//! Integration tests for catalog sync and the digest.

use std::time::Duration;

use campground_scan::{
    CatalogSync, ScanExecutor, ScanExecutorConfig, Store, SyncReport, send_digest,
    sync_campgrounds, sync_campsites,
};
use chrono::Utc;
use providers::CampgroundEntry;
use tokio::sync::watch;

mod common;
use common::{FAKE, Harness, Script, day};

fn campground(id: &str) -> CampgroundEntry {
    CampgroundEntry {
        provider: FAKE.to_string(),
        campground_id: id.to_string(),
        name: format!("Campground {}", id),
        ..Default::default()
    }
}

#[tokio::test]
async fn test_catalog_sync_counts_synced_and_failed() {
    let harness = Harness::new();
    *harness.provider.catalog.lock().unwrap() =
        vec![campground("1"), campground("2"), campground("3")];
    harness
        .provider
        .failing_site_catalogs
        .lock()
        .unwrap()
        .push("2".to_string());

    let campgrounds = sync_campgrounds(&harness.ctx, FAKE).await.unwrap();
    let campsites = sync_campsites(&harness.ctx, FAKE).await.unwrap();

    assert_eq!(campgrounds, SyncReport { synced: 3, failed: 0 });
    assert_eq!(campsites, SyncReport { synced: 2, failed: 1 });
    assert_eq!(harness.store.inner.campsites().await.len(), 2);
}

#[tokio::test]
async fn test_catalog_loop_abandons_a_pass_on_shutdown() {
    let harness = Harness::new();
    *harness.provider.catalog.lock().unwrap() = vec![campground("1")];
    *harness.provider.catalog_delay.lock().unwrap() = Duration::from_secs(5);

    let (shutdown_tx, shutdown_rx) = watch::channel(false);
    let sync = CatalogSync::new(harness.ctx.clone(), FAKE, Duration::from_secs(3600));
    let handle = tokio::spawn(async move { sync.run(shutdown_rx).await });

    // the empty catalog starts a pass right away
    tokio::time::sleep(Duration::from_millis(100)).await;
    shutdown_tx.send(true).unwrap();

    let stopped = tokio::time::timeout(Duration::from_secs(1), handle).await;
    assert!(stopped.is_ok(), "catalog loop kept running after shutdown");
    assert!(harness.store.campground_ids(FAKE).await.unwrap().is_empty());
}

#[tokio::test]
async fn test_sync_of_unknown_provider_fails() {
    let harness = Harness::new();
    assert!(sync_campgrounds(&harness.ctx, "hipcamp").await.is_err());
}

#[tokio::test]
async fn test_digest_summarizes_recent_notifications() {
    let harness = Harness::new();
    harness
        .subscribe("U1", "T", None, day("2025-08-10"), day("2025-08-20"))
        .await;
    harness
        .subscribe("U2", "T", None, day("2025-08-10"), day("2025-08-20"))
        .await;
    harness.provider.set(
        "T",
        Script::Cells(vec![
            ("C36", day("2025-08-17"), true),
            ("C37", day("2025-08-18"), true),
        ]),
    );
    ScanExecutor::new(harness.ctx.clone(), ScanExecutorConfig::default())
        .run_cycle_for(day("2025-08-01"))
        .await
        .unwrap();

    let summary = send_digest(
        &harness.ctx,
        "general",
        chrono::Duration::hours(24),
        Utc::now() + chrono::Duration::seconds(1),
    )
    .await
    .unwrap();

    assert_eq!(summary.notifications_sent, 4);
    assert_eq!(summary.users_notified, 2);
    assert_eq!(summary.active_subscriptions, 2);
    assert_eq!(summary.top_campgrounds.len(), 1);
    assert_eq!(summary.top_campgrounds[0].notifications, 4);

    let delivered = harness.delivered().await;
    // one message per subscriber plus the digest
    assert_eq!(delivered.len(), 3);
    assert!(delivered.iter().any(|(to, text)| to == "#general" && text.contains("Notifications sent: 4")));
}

::::

- **Task prompt**: Copy out the data exactly as it stands, leaving nothing out.

- **Task answer**:
//! Integration tests for catalog sync and the digest.

use std::time::Duration;

use campground_scan::{
    CatalogSync, ScanExecutor, ScanExecutorConfig, Store, SyncReport, send_digest,
    sync_campgrounds, sync_campsites,
};
use chrono::Utc;
use providers::CampgroundEntry;
use tokio::sync::watch;

mod common;
use common::{FAKE, Harness, Script, day};

fn campground(id: &str) -> CampgroundEntry {
    CampgroundEntry {
        provider: FAKE.to_string(),
        campground_id: id.to_string(),
        name: format!("Campground {}", id),
        ..Default::default()
    }
}

#[tokio::test]
async fn test_catalog_sync_counts_synced_and_failed() {
    let harness = Harness::new();
    *harness.provider.catalog.lock().unwrap() =
        vec![campground("1"), campground("2"), campground("3")];
    harness
        .provider
        .failing_site_catalogs
        .lock()
        .unwrap()
        .push("2".to_string());

    let campgrounds = sync_campgrounds(&harness.ctx, FAKE).await.unwrap();
    let campsites = sync_campsites(&harness.ctx, FAKE).await.unwrap();

    assert_eq!(campgrounds, SyncReport { synced: 3, failed: 0 });
    assert_eq!(campsites, SyncReport { synced: 2, failed: 1 });
    assert_eq!(harness.store.inner.campsites().await.len(), 2);
}

#[tokio::test]
async fn test_catalog_loop_abandons_a_pass_on_shutdown() {
    let harness = Harness::new();
    *harness.provider.catalog.lock().unwrap() = vec![campground("1")];
    *harness.provider.catalog_delay.lock().unwrap() = Duration::from_secs(5);

    let (shutdown_tx, shutdown_rx) = watch::channel(false);
    let sync = CatalogSync::new(harness.ctx.clone(), FAKE, Duration::from_secs(3600));
    let handle = tokio::spawn(async move { sync.run(shutdown_rx).await });

    // the empty catalog starts a pass right away
    tokio::time::sleep(Duration::from_millis(100)).await;
    shutdown_tx.send(true).unwrap();

    let stopped = tokio::time::timeout(Duration::from_secs(1), handle).await;
    assert!(stopped.is_ok(), "catalog loop kept running after shutdown");
    assert!(harness.store.campground_ids(FAKE).await.unwrap().is_empty());
}

#[tokio::test]
async fn test_sync_of_unknown_provider_fails() {
    let harness = Harness::new();
    assert!(sync_campgrounds(&harness.ctx, "hipcamp").await.is_err());
}

#[tokio::test]
async fn test_digest_summarizes_recent_notifications() {
    let harness = Harness::new();
    harness
        .subscribe("U1", "T", None, day("2025-08-10"), day("2025-08-20"))
        .await;
    harness
        .subscribe("U2", "T", None, day("2025-08-10"), day("2025-08-20"))
        .await;
    harness.provider.set(
        "T",
        Script::Cells(vec![
            ("C36", day("2025-08-17"), true),
            ("C37", day("2025-08-18"), true),
        ]),
    );
    ScanExecutor::new(harness.ctx.clone(), ScanExecutorConfig::default())
        .run_cycle_for(day("2025-08-01"))
        .await
        .unwrap();

    let summary = send_digest(
        &harness.ctx,
        "general",
        chrono::Duration::hours(24),
        Utc::now() + chrono::Duration::seconds(1),
    )
    .await
    .unwrap();

    assert_eq!(summary.notifications_sent, 4);
    assert_eq!(summary.users_notified, 2);
    assert_eq!(summary.active_subscriptions, 2);
    assert_eq!(summary.top_campgrounds.len(), 1);
    assert_eq!(summary.top_campgrounds[0].notifications, 4);

    let delivered = harness.delivered().await;
    // one message per subscriber plus the digest
    assert_eq!(delivered.len(), 3);
    assert!(delivered.iter().any(|(to, text)| to == "#general" && text.contains("Notifications sent: 4")));
}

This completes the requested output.